The Life and Letters of Charles Darwin is a book published in 1887 edited by Francis Darwin about his father Charles Darwin. It contains a selection of 87 letters from the correspondence of Charles Darwin, an autobiographical chapter written by Charles Darwin for his family, and an essay by Thomas Huxley "On the reception of the 'Origin of Species'".

==Book==
It was published by Darwin's publisher John Murray.

The autobiographical chapter had begun as recollections, written for his own amusement and for his descendants, initially as 121 pages written between May and August, 1876, and expanded during the remaining six years of his life. It was edited by Francis to remove references to his father's views on religion. These were later reinstated and published as The Autobiography of Charles Darwin in 1958 by Charles's granddaughter (and Francis's niece) Nora Barlow.

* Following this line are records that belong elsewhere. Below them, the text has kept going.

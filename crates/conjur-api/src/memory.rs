// Copyright (c) Microsoft Corporation.
// Licensed under the MIT license.

//! In-memory secrets backend
//!
//! Behaves like a Conjur server for the operations in [`SecretsClient`]:
//! passwords exchange for API keys, rotation replaces a role's key so the
//! previous one stops authenticating, and only `admin` may rotate other
//! roles. Every call is counted so tests can assert how often the backend
//! was reached.

use std::collections::HashMap;
use std::sync::Mutex;

use async_trait::async_trait;
use rand::RngCore;
use secrecy::{ExposeSecret, SecretString};

use crate::client::{AccessToken, Credentials, PolicyLoadResult, PolicyMethod, SecretsClient};
use crate::error::{ConjurError, Result};
use crate::role::RoleId;

const ADMIN_LOGIN: &str = "admin";

/// A policy document received by [`MemoryConjur::load_policy`]
#[derive(Debug, Clone, PartialEq, Eq)]
pub struct LoadedPolicy {
    pub policy_id: String,
    pub body: String,
    pub method: PolicyMethod,
    pub loaded_by: String,
}

#[derive(Debug, Default)]
struct MemoryState {
    /// Login → password
    passwords: HashMap<String, String>,
    /// Login → current API key
    api_keys: HashMap<String, String>,
    policies: Vec<LoadedPolicy>,
    login_calls: usize,
    rotations: HashMap<String, usize>,
}

/// In-memory stand-in for a Conjur appliance
#[derive(Debug)]
pub struct MemoryConjur {
    account: String,
    state: Mutex<MemoryState>,
}

impl MemoryConjur {
    pub fn new(account: &str) -> Self {
        Self {
            account: account.to_string(),
            state: Mutex::new(MemoryState::default()),
        }
    }

    /// Register a user that can log in with `password`.
    pub fn with_user(self, login: &str, password: &str) -> Self {
        {
            let mut state = self.state.lock().unwrap();
            state.passwords.insert(login.to_string(), password.to_string());
            state.api_keys.insert(login.to_string(), generate_key());
        }
        self
    }

    /// Register a role that has an API key but no password (e.g. a host).
    pub fn with_role(self, login: &str) -> Self {
        self.state
            .lock()
            .unwrap()
            .api_keys
            .insert(login.to_string(), generate_key());
        self
    }

    /// Current API key of `login`, if the role exists
    pub fn api_key_of(&self, login: &str) -> Option<String> {
        self.state.lock().unwrap().api_keys.get(login).cloned()
    }

    /// Number of password logins served
    pub fn login_calls(&self) -> usize {
        self.state.lock().unwrap().login_calls
    }

    /// Number of times the role's key was rotated
    pub fn rotations(&self, role: &RoleId) -> usize {
        self.state
            .lock()
            .unwrap()
            .rotations
            .get(&role.login())
            .copied()
            .unwrap_or(0)
    }

    pub fn loaded_policies(&self) -> Vec<LoadedPolicy> {
        self.state.lock().unwrap().policies.clone()
    }

    fn check_key(state: &MemoryState, credentials: &Credentials) -> Result<()> {
        match state.api_keys.get(&credentials.login) {
            Some(key) if key == credentials.api_key.expose_secret() => Ok(()),
            _ => Err(ConjurError::Unauthorized {
                login: credentials.login.clone(),
            }),
        }
    }
}

fn generate_key() -> String {
    let mut bytes = [0u8; 24];
    rand::rng().fill_bytes(&mut bytes);
    hex::encode(bytes)
}

#[async_trait]
impl SecretsClient for MemoryConjur {
    fn account(&self) -> &str {
        &self.account
    }

    async fn login(&self, username: &str, password: &SecretString) -> Result<SecretString> {
        let mut state = self.state.lock().unwrap();
        state.login_calls += 1;

        if state.passwords.get(username).map(String::as_str) != Some(password.expose_secret()) {
            return Err(ConjurError::Unauthorized {
                login: username.to_string(),
            });
        }

        let key = state
            .api_keys
            .get(username)
            .cloned()
            .ok_or_else(|| ConjurError::NotFound(username.to_string()))?;
        Ok(SecretString::new(key.into()))
    }

    async fn authenticate(&self, credentials: &Credentials) -> Result<AccessToken> {
        let state = self.state.lock().unwrap();
        Self::check_key(&state, credentials)?;
        let token = hex::encode(format!("{}:{}", self.account, credentials.login));
        Ok(AccessToken::new(SecretString::new(token.into())))
    }

    async fn rotate_api_key(
        &self,
        credentials: &Credentials,
        role: &RoleId,
    ) -> Result<SecretString> {
        let mut state = self.state.lock().unwrap();
        Self::check_key(&state, credentials)?;

        let target = role.login();
        if credentials.login != ADMIN_LOGIN && credentials.login != target {
            return Err(ConjurError::Forbidden {
                login: credentials.login.clone(),
                action: format!("rotate the API key of {role}"),
            });
        }
        if !state.api_keys.contains_key(&target) {
            return Err(ConjurError::NotFound(role.full_id(&self.account)));
        }

        let key = generate_key();
        state.api_keys.insert(target.clone(), key.clone());
        *state.rotations.entry(target).or_default() += 1;
        Ok(SecretString::new(key.into()))
    }

    async fn load_policy(
        &self,
        credentials: &Credentials,
        policy_id: &str,
        policy: &str,
        method: PolicyMethod,
    ) -> Result<PolicyLoadResult> {
        let mut state = self.state.lock().unwrap();
        Self::check_key(&state, credentials)?;

        state.policies.push(LoadedPolicy {
            policy_id: policy_id.to_string(),
            body: policy.to_string(),
            method,
            loaded_by: credentials.login.clone(),
        });
        let version = state
            .policies
            .iter()
            .filter(|p| p.policy_id == policy_id)
            .count() as u64;

        Ok(PolicyLoadResult {
            created_roles: HashMap::new(),
            version,
        })
    }
}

The book was the first real biography of Charles Darwin, excepting obituaries, and thus the foundation of the Darwin Industry.

Further volumes of letters followed - More Letters of Charles Darwin in 1903. Charles's wife Emma Darwin's correspondence was published by Charles and Emma's daughter (Frank's sister) Henrietta Litchfield in 1905/1915 as Emma Darwin: A Century of Family Letters.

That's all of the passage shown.